Go through the lines below and copy any that hold the string "ExecutionState".

━━━ DATASET ENTRIES

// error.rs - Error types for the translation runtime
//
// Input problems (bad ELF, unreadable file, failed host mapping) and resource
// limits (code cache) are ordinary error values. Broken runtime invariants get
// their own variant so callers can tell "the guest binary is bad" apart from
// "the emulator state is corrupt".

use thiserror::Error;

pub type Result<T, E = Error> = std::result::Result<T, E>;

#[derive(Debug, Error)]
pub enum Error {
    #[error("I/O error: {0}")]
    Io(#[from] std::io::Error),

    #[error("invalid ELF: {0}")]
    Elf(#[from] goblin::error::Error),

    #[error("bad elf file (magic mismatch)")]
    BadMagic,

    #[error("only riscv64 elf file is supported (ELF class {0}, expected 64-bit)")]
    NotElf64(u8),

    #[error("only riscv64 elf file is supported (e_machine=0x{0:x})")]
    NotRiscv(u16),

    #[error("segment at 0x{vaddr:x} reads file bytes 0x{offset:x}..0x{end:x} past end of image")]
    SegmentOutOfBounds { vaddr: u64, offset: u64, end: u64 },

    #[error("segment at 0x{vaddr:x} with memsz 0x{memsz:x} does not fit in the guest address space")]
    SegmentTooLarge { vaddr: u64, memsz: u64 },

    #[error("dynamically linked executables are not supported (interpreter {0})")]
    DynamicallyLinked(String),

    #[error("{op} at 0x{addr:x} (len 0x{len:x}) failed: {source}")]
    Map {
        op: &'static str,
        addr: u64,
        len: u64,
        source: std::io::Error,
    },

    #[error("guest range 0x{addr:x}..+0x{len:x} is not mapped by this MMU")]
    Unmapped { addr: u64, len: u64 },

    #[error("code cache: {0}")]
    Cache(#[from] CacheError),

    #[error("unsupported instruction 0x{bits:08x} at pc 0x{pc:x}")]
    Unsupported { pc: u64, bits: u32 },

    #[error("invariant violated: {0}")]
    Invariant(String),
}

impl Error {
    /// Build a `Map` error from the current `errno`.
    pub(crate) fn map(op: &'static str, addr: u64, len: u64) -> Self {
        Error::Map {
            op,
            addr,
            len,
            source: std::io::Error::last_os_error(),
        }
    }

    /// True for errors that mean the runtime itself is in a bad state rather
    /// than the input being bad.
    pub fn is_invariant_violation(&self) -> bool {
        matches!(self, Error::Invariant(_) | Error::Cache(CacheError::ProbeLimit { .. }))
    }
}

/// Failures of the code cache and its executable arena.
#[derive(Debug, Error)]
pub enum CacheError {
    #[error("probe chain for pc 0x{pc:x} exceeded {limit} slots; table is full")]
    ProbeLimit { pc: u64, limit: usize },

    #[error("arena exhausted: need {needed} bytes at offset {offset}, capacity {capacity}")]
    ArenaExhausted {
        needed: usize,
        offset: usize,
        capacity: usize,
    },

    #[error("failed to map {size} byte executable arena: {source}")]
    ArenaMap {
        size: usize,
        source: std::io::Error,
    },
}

━━━━━━
━━━ DATASET ENTRIES

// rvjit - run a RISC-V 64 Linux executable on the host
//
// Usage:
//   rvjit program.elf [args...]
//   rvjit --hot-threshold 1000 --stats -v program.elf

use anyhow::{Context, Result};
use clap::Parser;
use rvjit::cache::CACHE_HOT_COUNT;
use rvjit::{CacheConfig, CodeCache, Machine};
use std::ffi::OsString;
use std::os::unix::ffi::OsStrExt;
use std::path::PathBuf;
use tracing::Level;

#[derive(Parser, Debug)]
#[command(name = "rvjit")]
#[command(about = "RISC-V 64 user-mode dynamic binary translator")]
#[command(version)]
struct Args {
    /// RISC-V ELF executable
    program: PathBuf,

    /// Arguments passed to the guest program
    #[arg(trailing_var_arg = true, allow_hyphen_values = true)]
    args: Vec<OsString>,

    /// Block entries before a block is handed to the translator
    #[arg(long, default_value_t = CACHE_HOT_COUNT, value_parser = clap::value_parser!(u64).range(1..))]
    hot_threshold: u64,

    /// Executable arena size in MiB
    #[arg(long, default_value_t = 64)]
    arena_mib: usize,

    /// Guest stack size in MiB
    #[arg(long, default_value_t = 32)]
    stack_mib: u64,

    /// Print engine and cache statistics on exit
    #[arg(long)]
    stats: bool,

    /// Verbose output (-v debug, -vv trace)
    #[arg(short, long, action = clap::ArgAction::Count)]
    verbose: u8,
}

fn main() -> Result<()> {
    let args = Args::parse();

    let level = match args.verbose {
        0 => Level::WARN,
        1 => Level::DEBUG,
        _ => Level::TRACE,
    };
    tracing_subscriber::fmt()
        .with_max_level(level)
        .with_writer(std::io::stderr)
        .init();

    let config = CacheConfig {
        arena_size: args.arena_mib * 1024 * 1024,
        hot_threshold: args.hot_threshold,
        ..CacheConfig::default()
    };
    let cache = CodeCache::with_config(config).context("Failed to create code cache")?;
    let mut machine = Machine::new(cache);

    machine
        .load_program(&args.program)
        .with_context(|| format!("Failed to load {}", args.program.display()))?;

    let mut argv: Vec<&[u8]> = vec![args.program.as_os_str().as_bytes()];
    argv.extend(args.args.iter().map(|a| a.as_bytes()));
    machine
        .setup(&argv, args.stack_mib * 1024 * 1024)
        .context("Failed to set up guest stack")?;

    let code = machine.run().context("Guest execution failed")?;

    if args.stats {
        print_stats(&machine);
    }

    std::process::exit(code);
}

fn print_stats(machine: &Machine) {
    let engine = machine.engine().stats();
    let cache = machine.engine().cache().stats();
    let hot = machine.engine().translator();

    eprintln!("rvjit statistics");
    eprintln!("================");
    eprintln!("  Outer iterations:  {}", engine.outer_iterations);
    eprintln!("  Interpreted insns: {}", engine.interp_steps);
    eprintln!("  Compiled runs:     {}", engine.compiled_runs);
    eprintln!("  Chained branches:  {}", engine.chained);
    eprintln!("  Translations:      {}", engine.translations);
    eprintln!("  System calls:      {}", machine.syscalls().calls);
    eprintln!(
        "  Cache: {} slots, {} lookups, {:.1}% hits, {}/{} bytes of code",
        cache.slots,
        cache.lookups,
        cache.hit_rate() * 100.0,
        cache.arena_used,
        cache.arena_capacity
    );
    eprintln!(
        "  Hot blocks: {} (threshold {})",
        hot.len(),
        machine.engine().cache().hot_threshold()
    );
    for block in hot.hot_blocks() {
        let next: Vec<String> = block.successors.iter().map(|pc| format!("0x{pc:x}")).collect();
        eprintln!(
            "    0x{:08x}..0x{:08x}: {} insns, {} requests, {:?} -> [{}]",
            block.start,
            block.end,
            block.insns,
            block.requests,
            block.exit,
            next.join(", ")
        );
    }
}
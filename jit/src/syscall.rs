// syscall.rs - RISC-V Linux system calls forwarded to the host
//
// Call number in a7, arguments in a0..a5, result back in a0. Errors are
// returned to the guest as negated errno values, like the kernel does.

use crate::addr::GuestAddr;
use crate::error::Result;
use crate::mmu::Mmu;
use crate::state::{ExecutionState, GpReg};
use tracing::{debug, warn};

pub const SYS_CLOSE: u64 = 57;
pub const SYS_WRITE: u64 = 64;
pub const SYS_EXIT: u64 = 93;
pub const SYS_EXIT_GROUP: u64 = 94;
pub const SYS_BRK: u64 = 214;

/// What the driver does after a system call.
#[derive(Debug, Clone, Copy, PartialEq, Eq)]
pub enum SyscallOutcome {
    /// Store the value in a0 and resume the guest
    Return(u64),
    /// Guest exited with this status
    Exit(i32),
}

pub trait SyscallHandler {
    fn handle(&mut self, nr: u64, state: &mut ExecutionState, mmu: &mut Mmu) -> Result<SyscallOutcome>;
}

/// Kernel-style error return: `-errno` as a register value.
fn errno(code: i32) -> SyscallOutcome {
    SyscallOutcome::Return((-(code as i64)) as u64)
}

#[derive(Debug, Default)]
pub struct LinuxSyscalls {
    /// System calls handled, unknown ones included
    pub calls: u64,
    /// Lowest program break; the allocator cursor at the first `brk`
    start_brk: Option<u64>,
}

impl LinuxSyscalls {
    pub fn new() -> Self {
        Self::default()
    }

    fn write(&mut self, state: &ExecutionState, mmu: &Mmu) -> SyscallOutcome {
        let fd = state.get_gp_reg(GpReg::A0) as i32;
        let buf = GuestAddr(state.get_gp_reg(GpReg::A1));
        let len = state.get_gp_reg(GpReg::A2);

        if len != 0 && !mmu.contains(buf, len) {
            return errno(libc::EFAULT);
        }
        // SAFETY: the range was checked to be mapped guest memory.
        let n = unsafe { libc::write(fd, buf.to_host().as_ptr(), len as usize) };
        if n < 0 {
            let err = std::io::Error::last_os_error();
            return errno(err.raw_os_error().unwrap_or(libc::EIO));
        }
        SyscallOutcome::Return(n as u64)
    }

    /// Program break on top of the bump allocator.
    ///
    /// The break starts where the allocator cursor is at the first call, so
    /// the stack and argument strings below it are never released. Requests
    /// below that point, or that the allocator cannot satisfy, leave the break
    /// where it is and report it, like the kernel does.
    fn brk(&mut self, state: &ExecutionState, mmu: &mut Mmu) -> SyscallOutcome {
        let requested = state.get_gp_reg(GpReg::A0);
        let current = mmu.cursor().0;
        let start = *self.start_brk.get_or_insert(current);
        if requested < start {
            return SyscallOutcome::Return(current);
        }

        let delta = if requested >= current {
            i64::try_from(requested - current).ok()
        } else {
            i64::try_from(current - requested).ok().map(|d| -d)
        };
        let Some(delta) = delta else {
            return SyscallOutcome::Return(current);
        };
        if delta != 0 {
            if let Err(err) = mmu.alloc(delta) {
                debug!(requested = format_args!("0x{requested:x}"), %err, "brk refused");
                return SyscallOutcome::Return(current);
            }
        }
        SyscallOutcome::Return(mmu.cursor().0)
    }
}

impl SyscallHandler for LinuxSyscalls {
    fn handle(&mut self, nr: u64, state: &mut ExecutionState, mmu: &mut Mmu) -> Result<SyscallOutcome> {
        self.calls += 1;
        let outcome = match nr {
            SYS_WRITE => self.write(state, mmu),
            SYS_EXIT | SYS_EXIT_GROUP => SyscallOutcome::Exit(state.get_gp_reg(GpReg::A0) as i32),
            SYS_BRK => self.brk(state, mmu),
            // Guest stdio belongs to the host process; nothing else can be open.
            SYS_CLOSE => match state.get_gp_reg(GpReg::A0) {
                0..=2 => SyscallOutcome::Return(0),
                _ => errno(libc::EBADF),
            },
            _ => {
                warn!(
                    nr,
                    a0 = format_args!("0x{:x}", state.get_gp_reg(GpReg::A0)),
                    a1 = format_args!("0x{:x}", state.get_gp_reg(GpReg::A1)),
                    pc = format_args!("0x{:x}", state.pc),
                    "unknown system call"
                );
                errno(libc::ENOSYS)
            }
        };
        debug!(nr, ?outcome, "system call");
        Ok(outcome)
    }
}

━━━━━━

-- YOUR RESPONSE --
use crate::state::{ExecutionState, GpReg};
    fn handle(&mut self, nr: u64, state: &mut ExecutionState, mmu: &mut Mmu) -> Result<SyscallOutcome>;
    fn write(&mut self, state: &ExecutionState, mmu: &Mmu) -> SyscallOutcome {
    fn brk(&mut self, state: &ExecutionState, mmu: &mut Mmu) -> SyscallOutcome {
    fn handle(&mut self, nr: u64, state: &mut ExecutionState, mmu: &mut Mmu) -> Result<SyscallOutcome> {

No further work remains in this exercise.